→ GOAL OF THE EXERCISE:
Each line of the material below is to be checked for "tests"; the number of matching lines is the only output expected.
┌────────
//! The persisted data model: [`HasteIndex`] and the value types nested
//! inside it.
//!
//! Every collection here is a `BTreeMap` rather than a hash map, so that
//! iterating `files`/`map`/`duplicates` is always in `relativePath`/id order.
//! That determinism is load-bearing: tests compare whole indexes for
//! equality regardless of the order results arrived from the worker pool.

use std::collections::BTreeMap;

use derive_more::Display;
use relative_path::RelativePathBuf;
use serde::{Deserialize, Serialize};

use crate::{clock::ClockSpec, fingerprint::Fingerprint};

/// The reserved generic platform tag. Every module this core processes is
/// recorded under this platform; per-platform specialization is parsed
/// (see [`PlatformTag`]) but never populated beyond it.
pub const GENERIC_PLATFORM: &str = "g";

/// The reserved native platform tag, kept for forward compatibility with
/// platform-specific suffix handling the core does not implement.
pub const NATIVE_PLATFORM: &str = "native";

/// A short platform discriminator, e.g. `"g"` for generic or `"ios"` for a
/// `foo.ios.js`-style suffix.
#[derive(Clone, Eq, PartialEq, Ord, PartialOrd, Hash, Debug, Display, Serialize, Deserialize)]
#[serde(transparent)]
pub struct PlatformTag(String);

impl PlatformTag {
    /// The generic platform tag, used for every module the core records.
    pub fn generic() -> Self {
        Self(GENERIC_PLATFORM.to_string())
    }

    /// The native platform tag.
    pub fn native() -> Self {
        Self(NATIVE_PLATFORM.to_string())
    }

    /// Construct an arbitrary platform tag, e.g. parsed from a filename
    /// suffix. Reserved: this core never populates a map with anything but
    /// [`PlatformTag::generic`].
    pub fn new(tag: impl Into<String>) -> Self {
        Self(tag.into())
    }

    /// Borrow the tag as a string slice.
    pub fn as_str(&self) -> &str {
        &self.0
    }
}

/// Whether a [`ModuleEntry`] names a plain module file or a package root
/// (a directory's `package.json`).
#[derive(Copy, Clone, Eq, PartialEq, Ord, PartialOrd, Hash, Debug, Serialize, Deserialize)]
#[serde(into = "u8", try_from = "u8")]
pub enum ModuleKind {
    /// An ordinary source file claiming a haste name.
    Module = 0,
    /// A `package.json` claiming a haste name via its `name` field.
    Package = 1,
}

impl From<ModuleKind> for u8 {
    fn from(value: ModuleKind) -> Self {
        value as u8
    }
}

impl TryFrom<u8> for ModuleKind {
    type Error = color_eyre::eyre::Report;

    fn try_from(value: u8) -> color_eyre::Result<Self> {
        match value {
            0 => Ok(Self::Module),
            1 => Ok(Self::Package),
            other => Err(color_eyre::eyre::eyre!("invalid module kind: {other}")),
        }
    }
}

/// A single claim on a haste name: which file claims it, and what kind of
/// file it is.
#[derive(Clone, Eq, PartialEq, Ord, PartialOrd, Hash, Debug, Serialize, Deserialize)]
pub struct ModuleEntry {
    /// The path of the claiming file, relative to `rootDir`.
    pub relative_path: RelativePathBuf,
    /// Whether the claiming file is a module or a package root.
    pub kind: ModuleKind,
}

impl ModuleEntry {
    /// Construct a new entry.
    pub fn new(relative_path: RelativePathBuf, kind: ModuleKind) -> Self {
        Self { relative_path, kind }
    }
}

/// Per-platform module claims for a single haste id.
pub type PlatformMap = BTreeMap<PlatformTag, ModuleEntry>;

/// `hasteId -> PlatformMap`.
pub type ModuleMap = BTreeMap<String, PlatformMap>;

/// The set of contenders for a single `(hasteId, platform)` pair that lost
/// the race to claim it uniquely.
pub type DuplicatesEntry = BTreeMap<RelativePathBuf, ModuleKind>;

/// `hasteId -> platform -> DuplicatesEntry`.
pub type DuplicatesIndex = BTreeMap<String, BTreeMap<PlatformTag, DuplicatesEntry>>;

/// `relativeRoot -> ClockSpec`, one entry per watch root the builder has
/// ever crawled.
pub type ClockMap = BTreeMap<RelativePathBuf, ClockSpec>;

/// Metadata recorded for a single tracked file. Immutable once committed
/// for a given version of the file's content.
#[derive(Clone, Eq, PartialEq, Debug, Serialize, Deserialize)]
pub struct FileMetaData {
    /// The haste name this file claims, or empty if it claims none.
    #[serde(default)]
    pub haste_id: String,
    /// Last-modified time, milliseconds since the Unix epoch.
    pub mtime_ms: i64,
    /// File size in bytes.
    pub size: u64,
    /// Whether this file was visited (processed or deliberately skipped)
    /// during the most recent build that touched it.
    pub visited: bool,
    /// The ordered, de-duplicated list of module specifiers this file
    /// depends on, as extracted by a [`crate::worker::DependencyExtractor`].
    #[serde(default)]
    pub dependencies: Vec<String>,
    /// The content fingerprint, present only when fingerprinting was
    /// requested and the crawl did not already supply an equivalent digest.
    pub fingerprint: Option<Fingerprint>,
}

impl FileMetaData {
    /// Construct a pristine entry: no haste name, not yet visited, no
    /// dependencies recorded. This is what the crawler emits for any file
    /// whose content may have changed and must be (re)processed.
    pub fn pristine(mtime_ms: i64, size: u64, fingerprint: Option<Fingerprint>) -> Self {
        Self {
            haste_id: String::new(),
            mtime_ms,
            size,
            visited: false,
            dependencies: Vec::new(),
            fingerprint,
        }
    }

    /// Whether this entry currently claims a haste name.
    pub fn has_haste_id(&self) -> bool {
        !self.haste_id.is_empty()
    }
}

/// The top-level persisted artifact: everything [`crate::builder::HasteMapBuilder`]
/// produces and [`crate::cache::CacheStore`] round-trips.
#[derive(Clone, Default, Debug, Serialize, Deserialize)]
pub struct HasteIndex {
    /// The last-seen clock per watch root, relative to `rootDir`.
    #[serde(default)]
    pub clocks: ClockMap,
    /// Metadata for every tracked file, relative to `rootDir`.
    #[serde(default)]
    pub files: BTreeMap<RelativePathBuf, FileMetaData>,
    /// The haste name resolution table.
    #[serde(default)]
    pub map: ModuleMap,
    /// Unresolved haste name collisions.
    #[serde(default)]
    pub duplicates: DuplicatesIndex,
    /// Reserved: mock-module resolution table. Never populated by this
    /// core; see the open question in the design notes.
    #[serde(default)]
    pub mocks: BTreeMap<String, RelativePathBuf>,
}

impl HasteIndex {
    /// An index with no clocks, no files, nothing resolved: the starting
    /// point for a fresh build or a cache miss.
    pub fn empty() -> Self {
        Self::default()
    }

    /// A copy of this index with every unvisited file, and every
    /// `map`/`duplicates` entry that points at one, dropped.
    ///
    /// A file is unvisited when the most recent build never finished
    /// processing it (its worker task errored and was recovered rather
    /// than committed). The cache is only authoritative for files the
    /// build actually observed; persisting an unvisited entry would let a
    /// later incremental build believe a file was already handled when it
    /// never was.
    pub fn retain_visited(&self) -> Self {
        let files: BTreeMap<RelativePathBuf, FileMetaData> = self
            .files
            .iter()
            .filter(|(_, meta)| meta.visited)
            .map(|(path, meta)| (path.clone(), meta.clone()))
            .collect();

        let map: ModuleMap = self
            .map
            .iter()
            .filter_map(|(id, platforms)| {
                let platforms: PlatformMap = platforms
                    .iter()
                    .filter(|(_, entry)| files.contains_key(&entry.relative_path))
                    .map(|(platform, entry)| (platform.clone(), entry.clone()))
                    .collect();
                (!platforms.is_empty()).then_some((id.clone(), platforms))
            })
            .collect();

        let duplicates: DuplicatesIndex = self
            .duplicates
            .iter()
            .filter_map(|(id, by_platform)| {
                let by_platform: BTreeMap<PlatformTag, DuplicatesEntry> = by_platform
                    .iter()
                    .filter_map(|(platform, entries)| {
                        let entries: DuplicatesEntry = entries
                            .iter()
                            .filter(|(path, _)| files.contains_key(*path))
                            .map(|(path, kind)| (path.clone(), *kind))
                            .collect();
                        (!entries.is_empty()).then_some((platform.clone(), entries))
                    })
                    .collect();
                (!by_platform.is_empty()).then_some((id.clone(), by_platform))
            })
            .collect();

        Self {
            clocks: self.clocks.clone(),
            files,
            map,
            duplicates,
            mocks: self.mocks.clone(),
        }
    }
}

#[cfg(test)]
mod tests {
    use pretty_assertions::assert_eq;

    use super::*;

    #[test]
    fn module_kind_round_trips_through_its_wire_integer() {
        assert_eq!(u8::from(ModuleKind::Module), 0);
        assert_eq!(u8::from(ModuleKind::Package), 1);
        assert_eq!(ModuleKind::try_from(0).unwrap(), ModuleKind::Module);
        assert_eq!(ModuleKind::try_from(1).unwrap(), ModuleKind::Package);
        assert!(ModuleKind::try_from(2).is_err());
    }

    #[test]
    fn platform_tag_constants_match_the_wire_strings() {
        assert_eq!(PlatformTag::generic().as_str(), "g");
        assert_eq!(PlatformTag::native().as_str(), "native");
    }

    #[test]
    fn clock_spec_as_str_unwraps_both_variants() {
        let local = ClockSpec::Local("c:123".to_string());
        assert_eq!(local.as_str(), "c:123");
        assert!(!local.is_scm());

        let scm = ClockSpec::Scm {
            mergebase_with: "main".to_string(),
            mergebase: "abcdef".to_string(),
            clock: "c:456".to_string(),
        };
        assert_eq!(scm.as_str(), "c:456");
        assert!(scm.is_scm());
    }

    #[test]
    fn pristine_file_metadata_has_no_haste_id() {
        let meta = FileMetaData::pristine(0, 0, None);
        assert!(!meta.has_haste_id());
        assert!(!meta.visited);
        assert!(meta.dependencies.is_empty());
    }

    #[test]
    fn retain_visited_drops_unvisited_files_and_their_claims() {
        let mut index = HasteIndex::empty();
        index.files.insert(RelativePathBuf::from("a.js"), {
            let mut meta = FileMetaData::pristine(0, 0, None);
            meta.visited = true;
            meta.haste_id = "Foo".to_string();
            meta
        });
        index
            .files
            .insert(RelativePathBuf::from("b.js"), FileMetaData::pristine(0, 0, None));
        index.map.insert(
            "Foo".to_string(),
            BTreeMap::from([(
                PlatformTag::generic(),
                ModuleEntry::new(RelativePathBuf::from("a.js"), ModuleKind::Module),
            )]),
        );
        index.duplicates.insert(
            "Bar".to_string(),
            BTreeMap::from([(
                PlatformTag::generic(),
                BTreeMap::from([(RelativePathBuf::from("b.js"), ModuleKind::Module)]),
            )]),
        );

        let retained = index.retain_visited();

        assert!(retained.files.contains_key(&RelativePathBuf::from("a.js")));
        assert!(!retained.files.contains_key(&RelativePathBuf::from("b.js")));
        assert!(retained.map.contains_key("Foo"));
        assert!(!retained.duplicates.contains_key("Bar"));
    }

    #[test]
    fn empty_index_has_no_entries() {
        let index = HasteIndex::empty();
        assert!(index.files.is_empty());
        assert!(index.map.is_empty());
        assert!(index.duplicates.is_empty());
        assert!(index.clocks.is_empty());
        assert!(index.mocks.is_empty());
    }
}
└────────
→ SOLUTION TO THE PROBLEM:
2